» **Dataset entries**
______________________________

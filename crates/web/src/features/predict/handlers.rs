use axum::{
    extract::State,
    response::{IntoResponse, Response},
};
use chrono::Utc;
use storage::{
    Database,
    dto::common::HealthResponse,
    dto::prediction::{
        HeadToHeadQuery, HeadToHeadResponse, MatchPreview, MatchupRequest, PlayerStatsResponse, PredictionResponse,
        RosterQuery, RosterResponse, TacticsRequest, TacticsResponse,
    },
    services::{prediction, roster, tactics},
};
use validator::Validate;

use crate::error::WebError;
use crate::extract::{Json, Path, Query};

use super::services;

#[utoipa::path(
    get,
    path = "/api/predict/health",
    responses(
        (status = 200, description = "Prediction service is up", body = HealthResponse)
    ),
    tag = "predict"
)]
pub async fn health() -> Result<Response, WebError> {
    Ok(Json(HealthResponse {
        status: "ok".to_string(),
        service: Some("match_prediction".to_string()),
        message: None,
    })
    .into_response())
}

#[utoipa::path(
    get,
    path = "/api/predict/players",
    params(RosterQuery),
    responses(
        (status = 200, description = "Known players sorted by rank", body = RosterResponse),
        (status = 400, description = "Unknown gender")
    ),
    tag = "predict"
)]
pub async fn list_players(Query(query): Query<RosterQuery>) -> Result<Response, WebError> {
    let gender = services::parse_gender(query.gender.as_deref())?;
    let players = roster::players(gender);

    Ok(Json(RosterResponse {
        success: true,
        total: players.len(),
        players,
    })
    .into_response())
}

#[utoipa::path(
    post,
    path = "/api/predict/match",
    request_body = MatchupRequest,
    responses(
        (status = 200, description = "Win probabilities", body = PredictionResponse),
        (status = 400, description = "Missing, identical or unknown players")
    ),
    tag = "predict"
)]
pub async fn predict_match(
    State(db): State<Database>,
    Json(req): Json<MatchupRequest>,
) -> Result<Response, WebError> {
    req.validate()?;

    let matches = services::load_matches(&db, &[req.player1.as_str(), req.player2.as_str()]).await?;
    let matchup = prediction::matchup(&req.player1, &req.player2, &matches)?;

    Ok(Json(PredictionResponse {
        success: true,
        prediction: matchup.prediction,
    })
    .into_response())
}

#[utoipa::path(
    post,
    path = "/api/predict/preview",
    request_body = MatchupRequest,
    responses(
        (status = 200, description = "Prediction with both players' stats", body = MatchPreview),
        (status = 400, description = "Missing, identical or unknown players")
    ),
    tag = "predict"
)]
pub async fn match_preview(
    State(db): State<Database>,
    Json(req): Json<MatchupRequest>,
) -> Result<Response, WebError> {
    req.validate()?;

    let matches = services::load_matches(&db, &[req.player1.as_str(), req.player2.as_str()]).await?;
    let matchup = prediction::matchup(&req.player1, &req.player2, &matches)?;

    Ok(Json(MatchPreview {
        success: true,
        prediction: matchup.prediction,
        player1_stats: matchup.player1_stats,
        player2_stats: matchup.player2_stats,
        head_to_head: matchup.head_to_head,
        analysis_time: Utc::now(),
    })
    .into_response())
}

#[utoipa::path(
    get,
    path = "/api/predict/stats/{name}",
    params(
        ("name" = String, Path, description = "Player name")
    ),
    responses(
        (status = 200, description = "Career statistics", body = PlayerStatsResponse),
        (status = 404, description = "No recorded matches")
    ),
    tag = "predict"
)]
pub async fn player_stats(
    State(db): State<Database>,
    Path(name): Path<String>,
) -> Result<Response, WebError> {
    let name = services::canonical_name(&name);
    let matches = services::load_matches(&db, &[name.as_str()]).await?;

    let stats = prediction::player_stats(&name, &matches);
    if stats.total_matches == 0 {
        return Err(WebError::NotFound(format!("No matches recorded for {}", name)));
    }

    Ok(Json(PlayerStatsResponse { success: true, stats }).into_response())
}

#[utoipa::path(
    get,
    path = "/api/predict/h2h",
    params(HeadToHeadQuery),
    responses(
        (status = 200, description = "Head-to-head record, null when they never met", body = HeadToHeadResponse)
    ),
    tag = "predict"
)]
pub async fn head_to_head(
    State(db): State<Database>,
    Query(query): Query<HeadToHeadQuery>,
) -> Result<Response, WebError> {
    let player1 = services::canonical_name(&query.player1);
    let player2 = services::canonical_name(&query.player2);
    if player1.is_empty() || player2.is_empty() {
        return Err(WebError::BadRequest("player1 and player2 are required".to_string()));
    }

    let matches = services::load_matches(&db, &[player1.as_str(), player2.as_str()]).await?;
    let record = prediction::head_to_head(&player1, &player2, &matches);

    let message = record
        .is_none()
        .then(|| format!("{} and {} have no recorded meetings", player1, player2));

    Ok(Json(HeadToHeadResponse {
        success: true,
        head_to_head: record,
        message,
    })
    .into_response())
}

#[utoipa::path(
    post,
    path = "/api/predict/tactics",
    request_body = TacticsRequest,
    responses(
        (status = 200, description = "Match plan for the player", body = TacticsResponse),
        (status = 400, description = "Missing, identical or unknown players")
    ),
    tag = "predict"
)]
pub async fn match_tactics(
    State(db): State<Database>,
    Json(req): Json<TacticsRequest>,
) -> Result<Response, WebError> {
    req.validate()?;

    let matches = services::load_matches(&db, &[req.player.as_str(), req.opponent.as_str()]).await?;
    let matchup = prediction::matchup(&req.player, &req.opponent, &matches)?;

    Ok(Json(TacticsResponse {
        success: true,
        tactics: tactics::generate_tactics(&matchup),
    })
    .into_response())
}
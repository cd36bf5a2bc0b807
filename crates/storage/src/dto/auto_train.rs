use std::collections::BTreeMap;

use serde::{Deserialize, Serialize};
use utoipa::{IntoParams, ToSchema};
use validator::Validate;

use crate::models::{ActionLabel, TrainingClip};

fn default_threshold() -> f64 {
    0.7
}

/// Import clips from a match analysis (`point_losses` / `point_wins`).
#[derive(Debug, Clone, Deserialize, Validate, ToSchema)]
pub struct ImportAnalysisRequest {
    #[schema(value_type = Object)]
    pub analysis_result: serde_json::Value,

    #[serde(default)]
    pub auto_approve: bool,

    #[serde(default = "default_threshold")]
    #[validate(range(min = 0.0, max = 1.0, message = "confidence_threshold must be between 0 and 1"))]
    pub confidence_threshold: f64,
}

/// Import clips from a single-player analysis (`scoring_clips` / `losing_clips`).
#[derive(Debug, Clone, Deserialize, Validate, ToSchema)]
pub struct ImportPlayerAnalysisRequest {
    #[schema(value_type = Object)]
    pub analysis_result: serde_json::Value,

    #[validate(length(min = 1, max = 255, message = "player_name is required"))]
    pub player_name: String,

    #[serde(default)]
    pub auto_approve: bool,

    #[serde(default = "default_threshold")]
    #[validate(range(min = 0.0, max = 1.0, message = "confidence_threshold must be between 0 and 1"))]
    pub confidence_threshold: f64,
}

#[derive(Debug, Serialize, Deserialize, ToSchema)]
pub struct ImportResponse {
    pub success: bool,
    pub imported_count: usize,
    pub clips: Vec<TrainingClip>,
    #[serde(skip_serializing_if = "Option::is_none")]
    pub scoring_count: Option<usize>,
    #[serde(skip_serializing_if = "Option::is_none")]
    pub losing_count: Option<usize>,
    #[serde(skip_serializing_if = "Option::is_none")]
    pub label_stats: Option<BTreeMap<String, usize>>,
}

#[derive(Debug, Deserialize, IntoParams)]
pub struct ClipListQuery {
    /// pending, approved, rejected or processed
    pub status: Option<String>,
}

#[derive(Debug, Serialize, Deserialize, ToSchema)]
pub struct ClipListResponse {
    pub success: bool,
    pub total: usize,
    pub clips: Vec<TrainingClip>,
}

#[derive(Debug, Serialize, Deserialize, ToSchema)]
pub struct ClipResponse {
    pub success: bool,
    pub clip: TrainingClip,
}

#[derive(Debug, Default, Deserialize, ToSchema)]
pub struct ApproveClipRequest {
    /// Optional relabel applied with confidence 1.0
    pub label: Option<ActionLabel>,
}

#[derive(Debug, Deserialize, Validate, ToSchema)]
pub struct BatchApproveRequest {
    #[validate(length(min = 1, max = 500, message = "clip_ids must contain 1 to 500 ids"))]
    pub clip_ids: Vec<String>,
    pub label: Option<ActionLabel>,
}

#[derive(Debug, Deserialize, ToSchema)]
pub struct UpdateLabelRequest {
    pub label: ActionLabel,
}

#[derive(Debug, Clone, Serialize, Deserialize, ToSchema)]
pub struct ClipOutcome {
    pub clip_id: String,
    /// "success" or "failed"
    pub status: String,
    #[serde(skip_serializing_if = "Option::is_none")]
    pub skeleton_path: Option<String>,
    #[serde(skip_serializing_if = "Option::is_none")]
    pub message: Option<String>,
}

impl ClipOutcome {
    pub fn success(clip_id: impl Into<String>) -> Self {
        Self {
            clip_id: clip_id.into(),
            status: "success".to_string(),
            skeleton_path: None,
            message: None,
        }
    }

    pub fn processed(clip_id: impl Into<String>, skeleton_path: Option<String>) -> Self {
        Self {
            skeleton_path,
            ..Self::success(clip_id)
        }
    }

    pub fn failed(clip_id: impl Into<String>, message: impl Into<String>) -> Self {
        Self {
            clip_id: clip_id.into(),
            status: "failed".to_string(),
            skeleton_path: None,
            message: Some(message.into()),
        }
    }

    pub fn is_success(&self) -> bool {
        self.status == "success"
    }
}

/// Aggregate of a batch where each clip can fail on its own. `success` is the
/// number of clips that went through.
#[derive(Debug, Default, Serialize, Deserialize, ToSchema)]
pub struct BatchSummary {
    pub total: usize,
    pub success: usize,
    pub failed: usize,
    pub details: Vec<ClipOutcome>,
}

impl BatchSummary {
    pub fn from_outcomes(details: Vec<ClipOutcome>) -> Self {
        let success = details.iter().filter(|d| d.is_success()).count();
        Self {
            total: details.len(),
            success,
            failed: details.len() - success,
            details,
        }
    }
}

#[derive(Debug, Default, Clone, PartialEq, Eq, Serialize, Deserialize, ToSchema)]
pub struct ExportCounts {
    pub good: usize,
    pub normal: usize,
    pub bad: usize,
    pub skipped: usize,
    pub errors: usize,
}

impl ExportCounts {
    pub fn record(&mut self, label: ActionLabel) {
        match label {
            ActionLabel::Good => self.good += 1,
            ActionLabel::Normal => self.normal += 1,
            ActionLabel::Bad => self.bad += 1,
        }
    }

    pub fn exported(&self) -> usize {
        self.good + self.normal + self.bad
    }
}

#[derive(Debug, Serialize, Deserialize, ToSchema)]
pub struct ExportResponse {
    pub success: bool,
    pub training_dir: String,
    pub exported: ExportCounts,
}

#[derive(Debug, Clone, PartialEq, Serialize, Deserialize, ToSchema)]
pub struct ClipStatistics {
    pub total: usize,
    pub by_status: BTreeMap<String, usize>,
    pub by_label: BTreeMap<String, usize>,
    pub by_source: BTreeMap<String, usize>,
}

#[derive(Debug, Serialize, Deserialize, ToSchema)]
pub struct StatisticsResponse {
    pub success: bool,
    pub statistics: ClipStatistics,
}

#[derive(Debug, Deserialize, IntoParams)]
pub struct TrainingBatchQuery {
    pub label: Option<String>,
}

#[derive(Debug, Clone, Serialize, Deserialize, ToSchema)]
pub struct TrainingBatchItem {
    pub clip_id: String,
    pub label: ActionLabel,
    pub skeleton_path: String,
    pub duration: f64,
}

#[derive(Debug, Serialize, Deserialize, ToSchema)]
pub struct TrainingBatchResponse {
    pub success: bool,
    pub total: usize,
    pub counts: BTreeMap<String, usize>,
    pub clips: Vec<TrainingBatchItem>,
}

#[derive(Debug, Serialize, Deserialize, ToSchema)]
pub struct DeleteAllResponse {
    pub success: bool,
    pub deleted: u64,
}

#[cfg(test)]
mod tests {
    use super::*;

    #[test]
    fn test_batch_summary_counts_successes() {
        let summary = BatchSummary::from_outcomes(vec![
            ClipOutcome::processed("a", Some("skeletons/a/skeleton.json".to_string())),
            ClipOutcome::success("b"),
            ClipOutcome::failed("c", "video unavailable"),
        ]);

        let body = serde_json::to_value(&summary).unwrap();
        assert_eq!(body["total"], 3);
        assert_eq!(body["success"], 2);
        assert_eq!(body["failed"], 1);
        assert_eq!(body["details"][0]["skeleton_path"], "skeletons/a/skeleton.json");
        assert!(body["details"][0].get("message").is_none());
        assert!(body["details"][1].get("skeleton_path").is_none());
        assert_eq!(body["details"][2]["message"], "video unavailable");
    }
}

______________________________

» **Task description**
Would you output, from the records above, exactly the run of lines that starts at the line containing "pub fn success(clip_id: impl" and ends at the line containing "pub fn is_success(&self)", and only that run?

» **Solution to this task**
    pub fn success(clip_id: impl Into<String>) -> Self {
        Self {
            clip_id: clip_id.into(),
            status: "success".to_string(),
            skeleton_path: None,
            message: None,
        }
    }

    pub fn processed(clip_id: impl Into<String>, skeleton_path: Option<String>) -> Self {
        Self {
            skeleton_path,
            ..Self::success(clip_id)
        }
    }

    pub fn failed(clip_id: impl Into<String>, message: impl Into<String>) -> Self {
        Self {
            clip_id: clip_id.into(),
            status: "failed".to_string(),
            skeleton_path: None,
            message: Some(message.into()),
        }
    }

    pub fn is_success(&self) -> bool {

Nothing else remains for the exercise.